Evaluating Opportunities For Remote Sensing of Tss On Small Rivers

Understanding the spatial and temporal patterns of suspended sediment transport is important for mitigating degraded water quality but is often logistically and financially infeasible to accomplish, especially at scale. Remote sensing offers a promising alternative to in-situ data collection programs, but the applications have mostly been tested on larger rivers (> 150 m in width), limiting our understanding of its applicability to most of the river network. We evaluated the application of widely used single and multi-band Total Suspended Solid (TSS) algorithms within the relatively small rivers of the Lake Champlain Basin in the Northeastern US. We identified Sentinel-2 images captured within a few hours of depth-integrated TSS samples measured in 15 tributaries (17 to 117 m wide) and corrected them for atmospheric conditions. Errors in the relationship between measured and predicted TSS values were used to explore potential limits on the application of existing TSS algorithms to small rivers.

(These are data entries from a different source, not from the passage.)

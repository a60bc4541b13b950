use std::str::FromStr;

use chrono::{DateTime, Utc};
use serde::{Deserialize, Serialize};
use uuid::Uuid;

use crate::error::ModelError;

/// Strongly typed ID for stored images.
///
/// Backed by a UUIDv7, so ids sort by creation time and double as the
/// keyset pagination cursor.
#[derive(
    Debug,
    Clone,
    Copy,
    PartialEq,
    Eq,
    PartialOrd,
    Ord,
    Hash,
    Serialize,
    Deserialize,
)]
#[serde(transparent)]
pub struct ImageID(pub Uuid);

impl Default for ImageID {
    fn default() -> Self {
        Self::new()
    }
}

impl ImageID {
    pub fn new() -> Self {
        ImageID(Uuid::now_v7())
    }

    pub fn as_uuid(&self) -> &Uuid {
        &self.0
    }

    pub fn to_uuid(&self) -> Uuid {
        self.0
    }

    /// Creation time embedded in the id, if it carries one.
    pub fn created_at(&self) -> Option<DateTime<Utc>> {
        let (secs, nanos) = self.0.get_timestamp()?.to_unix();
        DateTime::from_timestamp(i64::try_from(secs).ok()?, nanos)
    }
}

impl AsRef<Uuid> for ImageID {
    fn as_ref(&self) -> &Uuid {
        &self.0
    }
}

impl From<Uuid> for ImageID {
    fn from(value: Uuid) -> Self {
        ImageID(value)
    }
}

impl std::fmt::Display for ImageID {
    fn fmt(&self, f: &mut std::fmt::Formatter<'_>) -> std::fmt::Result {
        write!(f, "{}", self.0)
    }
}

impl FromStr for ImageID {
    type Err = ModelError;

    fn from_str(s: &str) -> Result<Self, Self::Err> {
        Uuid::parse_str(s.trim())
            .map(ImageID)
            .map_err(|_| ModelError::InvalidId(s.to_string()))
    }
}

We found that remote sensing algorithms had greater success predicting TSS when flow depths were sufficient (approximately greater than 0.5 m), deciduous trees were dormant, and biological activity was limited and on rivers with a relatively fine sediment load (i.e., potentially wash-load dominated). We hypothesized that algorithm performance on smaller rivers would be prone to larger errors due to the greater influence of contrasting reflectance signals from soils and vegetation along river banks. The degree of limitation from this adjacency effect depends on image resolution and season, but across seasons we did not find that wider rivers had less error than narrower ones in our study region using 10-m imagery. Our results highlight the feasibility of extending remote sensing applications to smaller river networks, especially during the colder months, when in-situ monitoring is particularly challenging.